The legislation that includes repeal of the nonprofit tax and spending for much of the federal government is officially named H.R. 1865, the National Law Enforcement Museum Commemorative Coin Act. Why?
Because time is running out and it’s faster to take a bill that has already passed and replace all the legislative language. While the official name remains, the bill will henceforth be called either “Further Consolidated Appropriations Act, 2020” or “Mini-bus #2” (which is a play on the usual term for an enormous bill, an "omnibus." The other appropriations bill, Mini-bus #1, is officially called H.R. 1158, the DHS Cyber Hunt and Incident Response Teams Act of 2019. Yes, it’s confusing, but it works.
The underlying appropriations bill, H.R. 1865, also includes several major tax policy changes. It repeals three taxes in the Affordable Care Act (Obamacare): the medical device excise tax; the annual fee on health insurance providers; and a special tax on certain employer-sponsored health plans (nicknamed the Cadillac tax). Further, the bill enacts the Setting Every Community Up for Retirement Enhancement (SECURE) Act, a popular package of retirement security provisions that had passed the House by awide margin earlier this year.

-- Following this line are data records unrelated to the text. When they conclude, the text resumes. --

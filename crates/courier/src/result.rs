//! Self-describing analysis results.
//!
//! Everything a renderer or exporter needs (column names, units, labels) is carried
//! on the result itself so presentation code never has to know which handler ran.

use serde::Serialize;

use crate::error::ErrorKind;
use crate::intent::Intent;
use crate::stats::Strength;

/// A single value cell in a [`Table`].
#[derive(Debug, Clone, PartialEq, Serialize)]
#[serde(untagged)]
pub enum Cell {
  Text(String),
  Integer(i64),
  Number(f64),
  /// No value; serialized as `null`.
  Empty,
}

impl Cell {
  pub fn as_f64(&self) -> Option<f64> {
    match self {
      Cell::Number(value) => Some(*value),
      Cell::Integer(value) => Some(*value as f64),
      Cell::Text(_) | Cell::Empty => None,
    }
  }

  pub fn as_text(&self) -> Option<&str> {
    match self {
      Cell::Text(value) => Some(value),
      _ => None,
    }
  }
}

impl std::fmt::Display for Cell {
  fn fmt(&self, f: &mut std::fmt::Formatter<'_>) -> std::fmt::Result {
    match self {
      Cell::Text(value) => f.write_str(value),
      Cell::Integer(value) => write!(f, "{value}"),
      Cell::Number(value) => write!(f, "{value}"),
      Cell::Empty => f.write_str("-"),
    }
  }
}

impl From<&str> for Cell {
  fn from(value: &str) -> Self {
    Cell::Text(value.to_string())
  }
}

impl From<String> for Cell {
  fn from(value: String) -> Self {
    Cell::Text(value)
  }
}

impl From<f64> for Cell {
  fn from(value: f64) -> Self {
    Cell::Number(value)
  }
}

impl From<Option<f64>> for Cell {
  fn from(value: Option<f64>) -> Self {
    value.map_or(Cell::Empty, Cell::Number)
  }
}

impl From<usize> for Cell {
  fn from(value: usize) -> Self {
    Cell::Integer(value as i64)
  }
}

#[derive(Debug, Clone, PartialEq, Serialize)]
pub struct Column {
  pub name: String,
  #[serde(skip_serializing_if = "Option::is_none")]
  pub unit: Option<String>,
}

impl Column {
  pub fn new(name: &str) -> Self {
    Self { name: name.to_string(), unit: None }
  }

  pub fn with_unit(name: &str, unit: &str) -> Self {
    Self { name: name.to_string(), unit: Some(unit.to_string()) }
  }
}

/// Ordered rows of named columns.
#[derive(Debug, Clone, PartialEq, Default, Serialize)]
pub struct Table {
  pub columns: Vec<Column>,
  pub rows: Vec<Vec<Cell>>,
}

impl Table {
  pub fn new(columns: Vec<Column>) -> Self {
    Self { columns, rows: Vec::new() }
  }

  pub fn push_row(&mut self, row: Vec<Cell>) {
    debug_assert_eq!(row.len(), self.columns.len(), "row width must match columns");
    self.rows.push(row);
  }

  pub fn is_empty(&self) -> bool {
    self.rows.is_empty()
  }

  pub fn column_names(&self) -> Vec<&str> {
    self.columns.iter().map(|column| column.name.as_str()).collect()
  }

  /// Cells of the named column, top to bottom.
  pub fn column(&self, name: &str) -> Option<Vec<&Cell>> {
    let index = self.columns.iter().position(|column| column.name == name)?;
    Some(self.rows.iter().filter_map(|row| row.get(index)).collect())
  }
}

#[derive(Debug, Clone, PartialEq, Serialize)]
pub struct SeriesPoint {
  pub category: String,
  pub value: f64,
  /// Deliveries behind `value`.
  pub count: usize,
}

/// Chart-ready ordered `(category, value)` pairs.
#[derive(Debug, Clone, PartialEq, Serialize)]
pub struct Series {
  pub label: String,
  pub unit: String,
  pub points: Vec<SeriesPoint>,
}

impl Series {
  pub fn new(label: &str, unit: &str) -> Self {
    Self { label: label.to_string(), unit: unit.to_string(), points: Vec::new() }
  }

  pub fn push(&mut self, category: impl Into<String>, value: f64, count: usize) {
    self.points.push(SeriesPoint { category: category.into(), value, count });
  }
}

#[derive(Debug, Clone, PartialEq, Serialize)]
pub struct Scalar {
  pub value: f64,
  pub unit: String,
  pub label: String,
  /// Observations the value was computed from.
  #[serde(skip_serializing_if = "Option::is_none")]
  pub sample_size: Option<usize>,
  #[serde(skip_serializing_if = "Option::is_none")]
  pub strength: Option<Strength>,
}

#[derive(Debug, Clone, PartialEq, Serialize)]
#[serde(tag = "kind", rename_all = "snake_case")]
pub enum ResultBody {
  Scalar(Scalar),
  Table(Table),
  Series(Series),
}

/// Output of one analysis: a typed body plus a natural-language summary.
#[derive(Debug, Clone, PartialEq, Serialize)]
pub struct AnalysisResult {
  pub summary: String,
  pub body: ResultBody,
}

impl AnalysisResult {
  pub fn table(summary: impl Into<String>, table: Table) -> Self {
    Self { summary: summary.into(), body: ResultBody::Table(table) }
  }

  pub fn series(summary: impl Into<String>, series: Series) -> Self {
    Self { summary: summary.into(), body: ResultBody::Series(series) }
  }

  pub fn scalar(summary: impl Into<String>, value: f64, unit: &str, label: &str) -> Self {
    Self {
      summary: summary.into(),
      body: ResultBody::Scalar(Scalar {
        value,
        unit: unit.to_string(),
        label: label.to_string(),
        sample_size: None,
        strength: None,
      }),
    }
  }

  /// A correlation coefficient with its sample size and strength label.
  pub fn correlation(summary: impl Into<String>, r: f64, sample_size: usize, strength: Strength, label: &str) -> Self {
    Self {
      summary: summary.into(),
      body: ResultBody::Scalar(Scalar {
        value: r,
        unit: "r".to_string(),
        label: label.to_string(),
        sample_size: Some(sample_size),
        strength: Some(strength),
      }),
    }
  }

  /// A summary with an empty table, used for fallbacks and user-facing errors.
  pub fn message(summary: impl Into<String>) -> Self {
    Self::table(summary, Table::default())
  }

  pub fn as_table(&self) -> Option<&Table> {
    match &self.body {
      ResultBody::Table(table) => Some(table),
      _ => None,
    }
  }

  pub fn as_series(&self) -> Option<&Series> {
    match &self.body {
      ResultBody::Series(series) => Some(series),
      _ => None,
    }
  }

  pub fn as_scalar(&self) -> Option<&Scalar> {
    match &self.body {
      ResultBody::Scalar(scalar) => Some(scalar),
      _ => None,
    }
  }
}

/// What the dispatch boundary hands back for one question.
#[derive(Debug, Clone, PartialEq, Serialize)]
pub struct Answer {
  pub query: String,
  #[serde(skip_serializing_if = "Option::is_none")]
  pub intent: Option<Intent>,
  pub result: AnalysisResult,
  /// Set when the answer explains why no figures could be produced.
  #[serde(skip_serializing_if = "Option::is_none")]
  pub issue: Option<ErrorKind>,
}

impl Answer {
  pub fn summary(&self) -> &str {
    &self.result.summary
  }
}
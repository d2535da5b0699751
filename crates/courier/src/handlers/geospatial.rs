//! Handlers built on the restaurant-to-destination route distance.
//!
//! Only records whose both coordinate pairs are present and in range take part;
//! the rest of the dataset is untouched and still feeds every other handler.

use std::collections::BTreeMap;

use super::correlation::correlation_result;
use super::HandlerContext;
use crate::dataset::Record;
use crate::error::AnalysisError;
use crate::result::{AnalysisResult, Column, Series, Table};
use crate::stats;

const DISTANCE: &str = "distance";

/// `(record, km)` for every eligible record with a usable route.
fn routed<'a>(ctx: &HandlerContext<'a>) -> Result<Vec<(&'a Record, f64)>, AnalysisError> {
  Ok(ctx.eligible()?.into_iter().filter_map(|record| Some((record, record.route_km()?))).collect())
}

pub fn distance_duration_correlation(ctx: &HandlerContext<'_>) -> Result<AnalysisResult, AnalysisError> {
  let pairs: Vec<(f64, f64)> = routed(ctx)?.into_iter().map(|(record, km)| (km, record.duration_min)).collect();
  correlation_result(ctx, &pairs, DISTANCE, "distance and delivery time")
}

fn band_labels(bounds: &[f64]) -> Vec<String> {
  let mut labels = Vec::with_capacity(bounds.len() + 1);
  let mut lower = 0.0;
  for upper in bounds {
    labels.push(format!("{lower}-{upper} km"));
    lower = *upper;
  }
  labels.push(format!("{lower}+ km"));
  labels
}

fn band_of(bounds: &[f64], km: f64) -> usize {
  bounds.iter().position(|upper| km < *upper).unwrap_or(bounds.len())
}

/// Mean delivery time per distance band, nearest band first.
pub fn location_time_diff(ctx: &HandlerContext<'_>) -> Result<AnalysisResult, AnalysisError> {
  let bounds = &ctx.config.distance_bands_km;
  let labels = band_labels(bounds);

  let groups = stats::group_stats(routed(ctx)?.into_iter().map(|(record, km)| (band_of(bounds, km), record.duration_min)));
  let (Some(nearest), Some(farthest)) = (groups.first(), groups.last()) else {
    return Err(AnalysisError::insufficient_data(DISTANCE));
  };

  let mut series = Series::new("avg_time_min", "min");
  for group in &groups {
    series.push(labels[group.key].clone(), ctx.round(group.mean), group.count);
  }

  let routes: usize = groups.iter().map(|g| g.count).sum();
  let summary = format!(
    "Delivery time by restaurant-to-destination distance{}: {} averages {} min, {} averages {} min ({routes} deliveries)",
    ctx.scope(),
    labels[nearest.key],
    ctx.figure(nearest.mean),
    labels[farthest.key],
    ctx.figure(farthest.mean)
  );
  Ok(AnalysisResult::series(summary, series))
}

#[derive(Debug, Default)]
struct Area {
  durations: Vec<f64>,
  distances: Vec<f64>,
}

/// Slowest areas first, limited to the requested count or the configured area limit.
pub fn area_delay_ranking(ctx: &HandlerContext<'_>) -> Result<AnalysisResult, AnalysisError> {
  let cities = ctx.dataset.cities();
  let mut areas: BTreeMap<String, Area> = BTreeMap::new();
  for (record, km) in routed(ctx)? {
    let Some(city) = record.city.as_deref() else {
      continue;
    };
    let area = areas.entry(cities.resolve(city).unwrap_or(city).to_string()).or_default();
    area.durations.push(record.duration_min);
    area.distances.push(km);
  }

  let mut ranked: Vec<(String, f64, f64, usize)> = areas
    .into_iter()
    .filter_map(|(name, area)| {
      Some((name, stats::mean(&area.durations)?, stats::mean(&area.distances)?, area.durations.len()))
    })
    .collect();
  if ranked.is_empty() {
    return Err(AnalysisError::insufficient_data("area"));
  }

  ranked.sort_by(|a, b| b.1.total_cmp(&a.1));
  let limit = if ctx.params.top_k.is_some() { ctx.top_k() } else { ctx.config.area_limit };
  ranked.truncate(limit.max(1));

  let mut table = Table::new(vec![
    Column::new("area"),
    Column::with_unit("avg_time_min", "min"),
    Column::with_unit("avg_distance_km", "km"),
    Column::new("deliveries"),
  ]);
  for (name, avg_time, avg_km, count) in &ranked {
    table.push_row(vec![name.as_str().into(), ctx.round(*avg_time).into(), ctx.round(*avg_km).into(), (*count).into()]);
  }

  let (worst, worst_time, _, _) = &ranked[0];
  let summary = format!(
    "Areas with the highest delivery delays{}: {worst} leads at {} min on average",
    ctx.scope(),
    ctx.figure(*worst_time)
  );
  Ok(AnalysisResult::table(summary, table))
}

#[cfg(test)]
mod tests {
  use super::*;
  use crate::config::AnalyticsConfig;
  use crate::geo::GeoPoint;
  use crate::handlers::fixtures::{dataset, delivery};
  use crate::intent::Parameters;

  const ORIGIN: GeoPoint = GeoPoint { lat: 12.9716, lon: 77.5946 };

  /// A delivery heading due north by roughly `km` kilometres.
  fn trip(city: &str, km: f64, minutes: f64) -> Record {
    let degrees = km / 111.194_926_644_558_73;
    Record {
      restaurant: Some(ORIGIN),
      destination: Some(GeoPoint::new(ORIGIN.lat + degrees, ORIGIN.lon)),
      ..delivery("P1", city, minutes)
    }
  }

  #[test]
  fn test_linear_distance_gives_strong_correlation() {
    let records = (1..=6).map(|i| trip("Urban", i as f64, 10.0 + 3.0 * i as f64)).collect();
    let data = dataset(records);
    let params = Parameters::default();
    let config = AnalyticsConfig::default();
    let ctx = HandlerContext::new(&data, &params, &config);

    let result = distance_duration_correlation(&ctx).unwrap();
    let scalar = result.as_scalar().unwrap();

    assert!((scalar.value.abs() - 1.0).abs() < 1e-6);
    assert_eq!(scalar.sample_size, Some(6));
    assert_eq!(scalar.strength, Some(stats::Strength::Strong));
  }

  #[test]
  fn test_invalid_coordinates_are_excluded() {
    let mut broken = trip("Urban", 3.0, 500.0);
    broken.destination = Some(GeoPoint::new(120.0, 77.0));
    let data = dataset(vec![trip("Urban", 1.0, 10.0), trip("Urban", 2.0, 20.0), broken, delivery("P9", "Urban", 900.0)]);
    let params = Parameters::default();
    let config = AnalyticsConfig::default();
    let ctx = HandlerContext::new(&data, &params, &config);

    let result = distance_duration_correlation(&ctx).unwrap();
    assert_eq!(result.as_scalar().unwrap().sample_size, Some(2));
    assert_eq!(data.len(), 4);
  }

  #[test]
  fn test_no_coordinates_is_insufficient() {
    let data = dataset(vec![delivery("P1", "Urban", 10.0), delivery("P2", "Urban", 20.0)]);
    let params = Parameters::default();
    let config = AnalyticsConfig::default();
    let ctx = HandlerContext::new(&data, &params, &config);

    assert_eq!(distance_duration_correlation(&ctx).unwrap_err(), AnalysisError::insufficient_data(DISTANCE));
    assert_eq!(location_time_diff(&ctx).unwrap_err(), AnalysisError::insufficient_data(DISTANCE));
    assert_eq!(area_delay_ranking(&ctx).unwrap_err(), AnalysisError::insufficient_data("area"));
  }

  #[test]
  fn test_band_labels_and_lookup() {
    let bounds = [2.0, 5.0, 10.0, 20.0];
    assert_eq!(band_labels(&bounds), vec!["0-2 km", "2-5 km", "5-10 km", "10-20 km", "20+ km"]);
    assert_eq!(band_of(&bounds, 0.0), 0);
    assert_eq!(band_of(&bounds, 2.0), 1);
    assert_eq!(band_of(&bounds, 19.9), 3);
    assert_eq!(band_of(&bounds, 250.0), 4);
    assert_eq!(band_labels(&[]), vec!["0+ km"]);
  }

  #[test]
  fn test_location_bands_skip_empty_ones() {
    let data = dataset(vec![trip("Urban", 1.0, 12.0), trip("Urban", 1.5, 14.0), trip("Urban", 25.0, 45.0)]);
    let params = Parameters::default();
    let config = AnalyticsConfig::default();
    let ctx = HandlerContext::new(&data, &params, &config);

    let result = location_time_diff(&ctx).unwrap();
    let points: Vec<(String, f64, usize)> =
      result.as_series().unwrap().points.iter().map(|p| (p.category.clone(), p.value, p.count)).collect();
    assert_eq!(points, vec![("0-2 km".to_string(), 13.0, 2), ("20+ km".to_string(), 45.0, 1)]);
  }

  #[test]
  fn test_area_ranking_slowest_first_and_limited() {
    let data = dataset(vec![
      trip("Urban", 3.0, 20.0),
      trip("Metropolitian", 6.0, 35.0),
      trip("Semi-Urban", 9.0, 48.0),
      trip("Urban", 5.0, 24.0),
    ]);
    let params = Parameters::default();
    let config = AnalyticsConfig { area_limit: 2, ..AnalyticsConfig::default() };
    let ctx = HandlerContext::new(&data, &params, &config);

    let result = area_delay_ranking(&ctx).unwrap();
    let table = result.as_table().unwrap();
    let names: Vec<String> = table.rows.iter().map(|row| row[0].to_string()).collect();

    assert_eq!(names, vec!["Semi-Urban", "Metropolitian"]);
    assert_eq!(table.column_names(), vec!["area", "avg_time_min", "avg_distance_km", "deliveries"]);
    assert!((table.rows[0][2].as_f64().unwrap() - 9.0).abs() < 0.02);
    assert!(result.summary.contains("Semi-Urban"));
  }

  #[test]
  fn test_area_ranking_honours_requested_count() {
    let data = dataset(vec![trip("A", 1.0, 10.0), trip("B", 1.0, 20.0), trip("C", 1.0, 30.0)]);
    let params = Parameters { top_k: Some(1), ..Parameters::default() };
    let config = AnalyticsConfig::default();
    let ctx = HandlerContext::new(&data, &params, &config);

    let table = area_delay_ranking(&ctx).unwrap().as_table().unwrap().clone();
    assert_eq!(table.rows.len(), 1);
    assert_eq!(table.rows[0][0].to_string(), "C");
  }
}
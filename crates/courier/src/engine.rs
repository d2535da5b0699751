//! The single entry point for a question: classify, look up, run, record.

use std::sync::Arc;
use tracing::{error, info, warn};

use crate::classifier::{Classification, IntentClassifier};
use crate::config::AnalyticsConfig;
use crate::dataset::Dataset;
use crate::error::AnalysisError;
use crate::handlers::HandlerContext;
use crate::history::SessionHistory;
use crate::registry::Registry;
use crate::result::{AnalysisResult, Answer};

/// Summary of the answer given to questions outside the taxonomy.
pub const FALLBACK_SUMMARY: &str = "I don't understand this question";

#[derive(Debug)]
pub struct DispatchEngine {
  dataset: Arc<Dataset>,
  classifier: IntentClassifier,
  registry: Registry,
  config: AnalyticsConfig,
  history: SessionHistory,
}

impl DispatchEngine {
  /// Engine over `dataset` with every standard handler registered.
  pub fn new(dataset: impl Into<Arc<Dataset>>, config: AnalyticsConfig) -> Self {
    let dataset = dataset.into();
    let classifier = IntentClassifier::for_dataset(&dataset, config.max_top_k);
    Self { dataset, classifier, registry: Registry::standard(), config, history: SessionHistory::new() }
  }

  pub fn with_registry(mut self, registry: Registry) -> Self {
    self.registry = registry;
    self
  }

  pub fn history(&self) -> &SessionHistory {
    &self.history
  }

  pub fn classify(&self, query: &str) -> Classification {
    self.classifier.classify(query)
  }

  /// Answer `query`. Only a registry integrity failure is returned as an error;
  /// every other outcome, including misses and empty data, is an [`Answer`].
  pub fn dispatch(&self, query: &str) -> Result<Answer, AnalysisError> {
    let answer = match self.classifier.classify(query) {
      Classification::Unmatched => {
        info!(query, "no intent matched, returning fallback");
        Answer {
          query: query.to_string(),
          intent: None,
          result: AnalysisResult::message(FALLBACK_SUMMARY),
          issue: Some(AnalysisError::ClassificationMiss.kind()),
        }
      }
      Classification::Matched(intent) => {
        let handler = self.registry.lookup(intent.tag).inspect_err(|err| {
          error!(query, intent = %intent.tag, "{err}");
        })?;

        let ctx = HandlerContext::new(&self.dataset, &intent.params, &self.config);
        match handler(&ctx) {
          Ok(result) => {
            info!(query, intent = %intent.tag, "answered question");
            Answer { query: query.to_string(), intent: Some(intent), result, issue: None }
          }
          Err(err) if err.is_user_facing() => {
            warn!(query, intent = %intent.tag, "{err}");
            Answer {
              query: query.to_string(),
              issue: Some(err.kind()),
              result: AnalysisResult::message(err.to_string()),
              intent: Some(intent),
            }
          }
          Err(err) => {
            error!(query, intent = %intent.tag, "{err}");
            return Err(err);
          }
        }
      }
    };

    self.history.record(query, answer.clone());
    Ok(answer)
  }

  /// Boundary alias for [`DispatchEngine::dispatch`].
  pub fn answer(&self, query: &str) -> Result<Answer, AnalysisError> {
    self.dispatch(query)
  }
}

#[cfg(test)]
mod tests {
  use super::*;
  use crate::dataset::Record;
  use crate::error::ErrorKind;
  use crate::intent::IntentTag;

  fn engine(records: Vec<Record>) -> DispatchEngine {
    DispatchEngine::new(Dataset::new(records), AnalyticsConfig::default())
  }

  fn city(name: &str, minutes: f64) -> Record {
    Record { city: Some(name.to_string()), personnel_id: Some("P1".into()), ..Record::with_duration(minutes) }
  }

  #[test]
  fn test_unmatched_question_returns_fallback() {
    let engine = engine(vec![city("A", 10.0)]);
    let answer = engine.dispatch("asdkjasd").unwrap();

    assert_eq!(answer.summary(), FALLBACK_SUMMARY);
    assert!(answer.result.as_table().unwrap().is_empty());
    assert_eq!(answer.intent, None);
    assert_eq!(answer.issue, Some(ErrorKind::ClassificationMiss));
  }

  #[test]
  fn test_fallback_never_touches_the_registry() {
    let engine = engine(vec![]).with_registry(Registry::empty());
    let answer = engine.dispatch("hello there").unwrap();
    assert_eq!(answer.summary(), FALLBACK_SUMMARY);
  }

  #[test]
  fn test_missing_handler_aborts_without_history() {
    let engine = engine(vec![city("A", 10.0)]).with_registry(Registry::empty());
    let err = engine.dispatch("How does traffic affect delivery time?").unwrap_err();

    assert_eq!(err, AnalysisError::registry_integrity("traffic_effect"));
    assert!(engine.history().last().is_none());
  }

  #[test]
  fn test_insufficient_data_becomes_an_answer() {
    let engine = engine(vec![city("A", 10.0)]);
    let answer = engine.dispatch("How does traffic affect delivery time?").unwrap();

    assert_eq!(answer.issue, Some(ErrorKind::InsufficientData));
    assert_eq!(answer.intent.as_ref().map(|i| i.tag), Some(IntentTag::TrafficEffect));
    assert!(answer.summary().contains("Insufficient data"));
    assert!(answer.result.as_table().unwrap().is_empty());
  }

  #[test]
  fn test_unknown_city_is_invalid_parameter_answer() {
    let engine = engine(vec![city("Urban", 10.0)]);
    let answer = engine.dispatch("Who is the fastest delivery person in Atlantis?").unwrap();

    assert_eq!(answer.issue, Some(ErrorKind::InvalidParameter));
    assert!(answer.summary().contains("Atlantis"));
  }

  #[test]
  fn test_every_answer_overwrites_history() {
    let engine = engine(vec![city("A", 10.0), city("A", 20.0), city("B", 30.0)]);

    engine.dispatch("What is the average delivery time per city?").unwrap();
    assert_eq!(engine.history().last().unwrap().answer.intent.unwrap().tag, IntentTag::AvgDurationByCity);

    engine.dispatch("asdkjasd").unwrap();
    let last = engine.history().last().unwrap();
    assert_eq!(last.query, "asdkjasd");
    assert_eq!(last.answer.summary(), FALLBACK_SUMMARY);
  }

  #[test]
  fn test_answer_is_dispatch() {
    let engine = engine(vec![city("A", 10.0), city("B", 30.0)]);
    let question = "What is the average delivery time per city?";
    assert_eq!(engine.answer(question).unwrap().result, engine.dispatch(question).unwrap().result);
  }

  #[test]
  fn test_engine_is_shareable_across_threads() {
    let engine = Arc::new(engine(vec![city("A", 10.0), city("B", 30.0)]));
    let workers: Vec<_> = (0..4)
      .map(|_| {
        let engine = Arc::clone(&engine);
        std::thread::spawn(move || engine.dispatch("What is the average delivery time per city?").unwrap())
      })
      .collect();

    for worker in workers {
      let answer = worker.join().unwrap();
      assert_eq!(answer.result.as_table().unwrap().rows.len(), 2);
    }
    assert!(engine.history().last().is_some());
  }
}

All combined, the end-of-tax measures are estimated to cost $428 billion over 10 years.
Funding the Federal Government
Certainly not the least of Congress’ achievements this week will be the passage of all 12 appropriations bills that fund the federal government in two separate bipartisan measures. In total, the two bills spend $1.4 trillion in fiscal year 2020, providing $49 billion in extra funding across the government. Passage of these bills before Friday, December 20 will avert a federal government shutdown due to the expiration of a short-term funding bill.
- R. 1158, The Consolidated Appropriations Act, 2020: The first bill funds the federal Departments of Commerce, Defense, Homeland Security, Justice, Treasury, and general government operations. See division-by-division analysis. Price tag: $860 billion
- R. 1865, The Further Consolidated Appropriations Act, 2020: The second bill provides appropriations for the remaining federal departments and programs. The legislation contains numerous spending hikes of interest to charitable organizations, including an increase of $3.5 million for AmeriCorps, $5 million more for the emergency Food and Shelter Program, and a $7 million increase for the Volunteer Income Tax Assistance (VITA) program, to highlight a few. H.R. 1865, as amended also includes the tax measures discussed above, as well as several other policy changes, such as an increase in the
minimum age for purchasing tobacco products. See division-by-division analysis. Price tag: $540 billion.
These bills have passed the House and are expected to be enacted by the end of the week. But many intervening events, including caustic partisanship, can still interfere with these expectations.